Scientists discover new drugs with potential to treat cancer

A new class of chemical compounds have the potential to revolutionize cancer treatment

Katie Willis - 19 November 2019

Researchers at the University of Alberta have discovered a new class of drugs with the potential to treat cancer patients.

"For patients with resistant cancer, this drug could rescue them by rendering their cancer once again treatable," said Fred West, professor in the Department of Chemistry and co-director of the Cancer Research Institute of Northern Alberta (CRINA). "For patients who have not developed resistance, it could permit the use of lower, safer doses of chemotherapy, which would greatly reduce the serious side effects that accompany many types of chemotherapy treatment."

The drug works by preventing cancer cells from repairing their own DNA, which is damaged through traditional treatments such as radiation therapy and chemotherapy. Specifically, the newly discovered compounds inhibit the interaction of a protein pair called ERCC1-XPF that is responsible for repairing DNA within cancer cells.

Initially, the research team is focusing on colorectal cancer and lung cancer, two of the most widespread forms. But eventually, they hope to apply the drug to many different forms.

"First, we need to test the compound on model organisms to validate that the effects we have observed so far in cells still happen in a living organism, which is a much more complex situation," said West. "Then, we'll work on developing a potent oral drug and aim to partner with a major pharmaceutical company to conduct first-in-human clinical trials."

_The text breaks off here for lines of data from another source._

use crate::catalog::Track;
use crate::error::PlayerError;
use crate::playback::list_view::{render_rows, ListRow};
use crate::playback::loader::{load_track, NowPlaying};
use crate::playback::media::MediaElement;
use crate::playback::playlist::PlaylistStore;
use crate::playback::progress::{seek_target, slider_gradient, Progress};
use crate::playback::search::SearchFilter;
use crate::playback::state::{PlaybackState, Status, Step};
use crate::playback::volume::VolumeControl;
use crate::settings::PlayerSettings;
use dioxus::logger::tracing::{debug, warn};
use rand::rngs::StdRng;
use rand::SeedableRng;

/// Single owner of playback state, the playlist and the media element.
///
/// UI handlers and media events call into this; nothing else mutates
/// playback state.
pub struct Transport<M: MediaElement> {
    media: M,
    playlist: PlaylistStore,
    state: PlaybackState,
    search: SearchFilter,
    volume: VolumeControl,
    now_playing: NowPlaying,
    progress: Progress,
    settings: PlayerSettings,
    rng: StdRng,
}

impl<M: MediaElement> Transport<M> {
    pub fn new(media: M, tracks: Vec<Track>, settings: PlayerSettings) -> Self {
        Self::with_rng(media, tracks, settings, StdRng::from_entropy())
    }

    pub fn with_rng(media: M, tracks: Vec<Track>, settings: PlayerSettings, rng: StdRng) -> Self {
        let volume = VolumeControl::new(settings.initial_volume);
        let mut transport = Self {
            media,
            playlist: PlaylistStore::new(tracks),
            state: PlaybackState::new(),
            search: SearchFilter::default(),
            volume,
            now_playing: NowPlaying::default(),
            progress: Progress::default(),
            settings,
            rng,
        };
        transport.media.set_volume(volume.level());
        if transport.playlist.is_empty() {
            warn!("starting with an empty playlist");
            return transport;
        }
        transport.load(0);
        if transport.settings.autoplay_on_load {
            transport.play();
        }
        transport
    }

    #[cfg(test)]
    pub fn media(&self) -> &M {
        &self.media
    }

    #[cfg(target_arch = "wasm32")]
    pub fn media_mut(&mut self) -> &mut M {
        &mut self.media
    }

    pub fn playlist(&self) -> &PlaylistStore {
        &self.playlist
    }

    pub fn state(&self) -> &PlaybackState {
        &self.state
    }

    pub fn search(&self) -> &SearchFilter {
        &self.search
    }

    pub fn volume(&self) -> &VolumeControl {
        &self.volume
    }

    pub fn now_playing(&self) -> &NowPlaying {
        &self.now_playing
    }

    pub fn progress(&self) -> &Progress {
        &self.progress
    }

    pub fn settings(&self) -> &PlayerSettings {
        &self.settings
    }

    pub fn is_playing(&self) -> bool {
        self.state.is_playing()
    }

    /// Rows for the current view with icons already synced.
    pub fn rows(&self) -> Vec<ListRow> {
        render_rows(&self.playlist, &self.state)
    }

    pub fn slider_background(&self) -> String {
        slider_gradient(
            self.progress.percent,
            &self.settings.accent_color,
            &self.settings.track_color,
        )
    }

    /// Main play/pause button. The media's paused flag decides the direction.
    pub fn toggle_play(&mut self) -> Status {
        if self.playlist.is_empty() {
            return self.state.status();
        }
        if self.media.is_paused() {
            self.play();
        } else {
            self.media.pause();
            self.state.set_status(Status::Paused);
        }
        self.state.status()
    }

    pub fn next(&mut self) -> Option<usize> {
        let index = self.state.next(self.playlist.len(), &mut self.rng)?;
        self.load_and_play(index);
        Some(index)
    }

    pub fn previous(&mut self) -> Option<usize> {
        let index = self.state.previous(self.playlist.len())?;
        self.load_and_play(index);
        Some(index)
    }

    /// Media finished the current track on its own.
    pub fn on_ended(&mut self) -> Option<Step> {
        let step = self.state.ended(
            self.playlist.len(),
            self.settings.ended_shuffle,
            &mut self.rng,
        )?;
        match step {
            Step::Restart(index) => {
                self.load_and_play(index);
                self.media.set_current_time(0.0);
            }
            Step::Load(index) => self.load_and_play(index),
        }
        Some(step)
    }

    /// Row activation from the full list, by original-list index.
    pub fn select_from_list(&mut self, index: usize) -> Result<usize, PlayerError> {
        let index = self.state.select(index, self.playlist.len())?;
        self.load_and_play(index);
        Ok(index)
    }

    /// Row activation from search results, by position in the filtered view.
    pub fn select_view_position(&mut self, position: usize) -> Result<usize, PlayerError> {
        let index = self
            .playlist
            .resolve(position)
            .ok_or(PlayerError::IndexOutOfRange {
                index: position,
                len: self.playlist.view().len(),
            })?;
        self.select_from_list(index)
    }

    pub fn toggle_shuffle(&mut self) -> bool {
        self.state.toggle_shuffle()
    }

    pub fn toggle_repeat(&mut self) -> bool {
        self.state.toggle_repeat()
    }

    /// Media `play`/`pause` events. Keeps icons honest when the platform refuses to play.
    pub fn on_media_status(&mut self, paused: bool) {
        let status = if paused {
            Status::Paused
        } else {
            Status::Playing
        };
        self.state.set_status(status);
    }

    /// Re-reads the media's paused flag, e.g. after a deferred `play()` rejection.
    pub fn sync_media_status(&mut self) -> Status {
        self.on_media_status(self.media.is_paused());
        self.state.status()
    }

    pub fn on_time_update(&mut self) -> &Progress {
        self.progress = Progress::from_media(self.media.current_time(), self.media.duration());
        &self.progress
    }

    /// Seek-slider input. Ignored until the duration is known.
    pub fn seek(&mut self, raw_value: &str) -> Option<f64> {
        let value = raw_value.trim().parse::<f64>().ok()?;
        let target = seek_target(value, self.media.duration())?;
        self.media.set_current_time(target);
        self.on_time_update();
        Some(target)
    }

    pub fn toggle_volume_slider(&mut self) -> bool {
        self.volume.toggle()
    }

    pub fn set_volume(&mut self, raw_value: &str) -> Option<f64> {
        let level = self.volume.set_from_slider(raw_value)?;
        self.media.set_volume(level);
        Some(level)
    }

    pub fn search_input(&mut self, query: &str) {
        self.search.on_input(&mut self.playlist, query);
    }

    /// Click outside the search input and the list. Returns whether the view was reset.
    pub fn dismiss_search(&mut self) -> bool {
        self.search.clear(&mut self.playlist)
    }

    /// Status follows the media: a refused `play()` leaves it paused.
    fn play(&mut self) {
        self.media.play();
        if self.media.is_paused() {
            warn!("media refused to play");
        }
        self.sync_media_status();
    }

    fn load(&mut self, index: usize) {
        let Some(track) = self.playlist.get(index) else {
            return;
        };
        debug!("loading track {index}: {}", track.name);
        self.now_playing = load_track(&mut self.media, track, &self.settings.accent_color);
        self.progress = Progress::default();
    }

    fn load_and_play(&mut self, index: usize) {
        self.load(index);
        self.play();
    }
}

#[cfg(test)]
mod tests {
    use super::*;
    use crate::playback::list_view::RowIcon;
    use crate::playback::media::fake::FakeMedia;
    use crate::playback::playlist::tests::sample_tracks;
    use crate::settings::EndedShuffle;

    fn transport(names: &[&str]) -> Transport<FakeMedia> {
        Transport::with_rng(
            FakeMedia::default(),
            sample_tracks(names),
            PlayerSettings::default(),
            StdRng::seed_from_u64(11),
        )
    }

    #[test]
    fn startup_loads_first_track_paused() {
        let t = transport(&["a", "b"]);
        assert_eq!(t.media().last_source(), Some("audio/a.mp3"));
        assert_eq!(t.media().play_calls, 0);
        assert_eq!(t.media().volume, 0.8);
        assert_eq!(t.now_playing().title, "a");
        assert!(!t.is_playing());
    }

    #[test]
    fn autoplay_setting_starts_playback() {
        let settings = PlayerSettings {
            autoplay_on_load: true,
            ..PlayerSettings::default()
        };
        let t = Transport::with_rng(
            FakeMedia::default(),
            sample_tracks(&["a"]),
            settings,
            StdRng::seed_from_u64(1),
        );
        assert!(t.is_playing());
        assert_eq!(t.media().play_calls, 1);
    }

    #[test]
    fn toggle_play_follows_media_paused_flag() {
        let mut t = transport(&["a", "b"]);
        assert_eq!(t.toggle_play(), Status::Playing);
        assert!(!t.media().paused);
        assert_eq!(t.state().current_index(), 0);
        assert_eq!(t.toggle_play(), Status::Paused);
        assert!(t.media().paused);
    }

    #[test]
    fn next_and_previous_load_and_play() {
        let mut t = transport(&["a", "b", "c"]);
        assert_eq!(t.previous(), Some(2));
        assert_eq!(t.media().last_source(), Some("audio/c.mp3"));
        assert_eq!(t.next(), Some(0));
        assert_eq!(t.media().last_source(), Some("audio/a.mp3"));
        assert_eq!(t.media().play_calls, 2);
        assert!(t.is_playing());
    }

    #[test]
    fn ended_with_repeat_restarts_same_track() {
        let mut t = transport(&["a", "b"]);
        t.select_from_list(1).unwrap();
        t.toggle_repeat();
        t.toggle_shuffle();
        let sources_before = t.media().sources.len();
        assert_eq!(t.on_ended(), Some(Step::Restart(1)));
        assert_eq!(t.media().sources.len(), sources_before + 1);
        assert_eq!(t.media().last_source(), Some("audio/b.mp3"));
        assert_eq!(t.media().current_time, 0.0);
    }

    #[test]
    fn ended_sequential_advances() {
        let mut t = transport(&["a", "b"]);
        assert_eq!(t.on_ended(), Some(Step::Load(1)));
        assert_eq!(t.on_ended(), Some(Step::Load(0)));
    }

    #[test]
    fn ended_shuffle_respects_avoid_repeat_setting() {
        let settings = PlayerSettings {
            ended_shuffle: EndedShuffle::AvoidRepeat,
            ..PlayerSettings::default()
        };
        let mut t = Transport::with_rng(
            FakeMedia::default(),
            sample_tracks(&["a", "b"]),
            settings,
            StdRng::seed_from_u64(3),
        );
        t.toggle_shuffle();
        for _ in 0..20 {
            let before = t.state().current_index();
            let step = t.on_ended().unwrap();
            assert_ne!(step.index(), before);
        }
    }

    #[test]
    fn filtered_selection_resolves_to_original_index() {
        let mut t = transport(&["red", "green", "blue", "grey"]);
        t.search_input("gre");
        assert_eq!(t.select_view_position(1), Ok(3));
        assert_eq!(t.state().current_index(), 3);
        assert_eq!(t.now_playing().title, "grey");
        let rows = t.rows();
        assert_eq!(rows.len(), 2);
        assert_eq!(rows[1].icon, RowIcon::Pause);
    }

    #[test]
    fn filtered_selection_out_of_range_is_rejected() {
        let mut t = transport(&["red", "green"]);
        t.search_input("green");
        assert_eq!(
            t.select_view_position(1),
            Err(PlayerError::IndexOutOfRange { index: 1, len: 1 })
        );
        assert_eq!(t.state().current_index(), 0);
    }

    #[test]
    fn outside_click_restores_full_list() {
        let mut t = transport(&["red", "green"]);
        t.search_input("zzz");
        assert!(t.rows().is_empty());
        assert!(t.dismiss_search());
        assert_eq!(t.rows().len(), 2);
        assert_eq!(t.search().query(), "");
        assert!(!t.dismiss_search());
    }

    #[test]
    fn refused_play_keeps_every_row_on_play_icon() {
        let mut t = transport(&["a", "b"]);
        t.media.reject_play = true;
        assert_eq!(t.select_from_list(1), Ok(1));
        assert!(t.media().paused);
        assert_eq!(t.is_playing(), !t.media().paused);
        assert_eq!(t.state().current_index(), 1);
        assert_eq!(t.now_playing().title, "b");
        assert!(t.rows().iter().all(|r| r.icon == RowIcon::Play));
        assert_eq!(t.toggle_play(), Status::Paused);
        assert_eq!(t.next(), Some(0));
        assert!(!t.is_playing());
    }

    #[test]
    fn refused_autoplay_starts_paused() {
        let settings = PlayerSettings {
            autoplay_on_load: true,
            ..PlayerSettings::default()
        };
        let media = FakeMedia {
            reject_play: true,
            ..FakeMedia::default()
        };
        let t = Transport::with_rng(media, sample_tracks(&["a"]), settings, StdRng::seed_from_u64(1));
        assert_eq!(t.media().play_calls, 1);
        assert!(!t.is_playing());
    }

    #[test]
    fn late_rejection_resyncs_from_media() {
        let mut t = transport(&["a", "b"]);
        t.select_from_list(1).unwrap();
        assert!(t.is_playing());
        t.media.paused = true;
        assert_eq!(t.sync_media_status(), Status::Paused);
        assert!(t.rows().iter().all(|r| r.icon == RowIcon::Play));
    }

    #[test]
    fn time_update_and_seek() {
        let mut t = transport(&["a"]);
        t.media.duration = f64::NAN;
        assert_eq!(t.seek("50"), None);
        assert_eq!(t.on_time_update().total_label(), "0:00");

        t.media.duration = 200.0;
        assert_eq!(t.seek("50"), Some(100.0));
        assert_eq!(t.media().current_time, 100.0);
        assert_eq!(t.progress().percent, 50.0);
        assert_eq!(t.progress().elapsed, "1:40");
        assert_eq!(t.progress().total_label(), "3:20");
        assert_eq!(
            t.slider_background(),
            "linear-gradient(90deg, #f806cc 50%, white 50%)"
        );
    }

    #[test]
    fn volume_slider_sets_media_volume() {
        let mut t = transport(&["a"]);
        assert!(t.toggle_volume_slider());
        assert_eq!(t.set_volume("40"), Some(0.4));
        assert_eq!(t.media().volume, 0.4);
        assert_eq!(t.set_volume(""), None);
        assert_eq!(t.media().volume, 0.4);
    }

    #[test]
    fn empty_playlist_ignores_transport_controls() {
        let mut t = transport(&[]);
        assert_eq!(t.toggle_play(), Status::Paused);
        assert_eq!(t.next(), None);
        assert_eq!(t.previous(), None);
        assert_eq!(t.on_ended(), None);
        assert_eq!(t.select_from_list(0), Err(PlayerError::EmptyPlaylist));
        assert!(t.media().sources.is_empty());
    }
}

The research team has already filed a provisional patent application and is working toward preclinical studies as soon as next year. The research team includes Cancer Research Institute of Northern Alberta (CRINA) members Jack Tuszynski and Michael Weinfeld in the Faculty of Medicine & Dentistry, and Khaled Barakat in the Faculty of Pharmacy and Pharmaceutical Sciences. Lab work was led by Ahmed Elmenoufy, first author and PhD student studying under the supervision of West.

The project is the culmination of a multi-year research project, initially funded by a $2.9 million grant from the Alberta Cancer Foundation. The paper, "Targeting DNA Repair in Tumor Cells via Inhibition of ERCC1-XPF" was published in the Journal of Medicinal Chemistry (doi: 10.1021/acs.jmedchem.9b00326).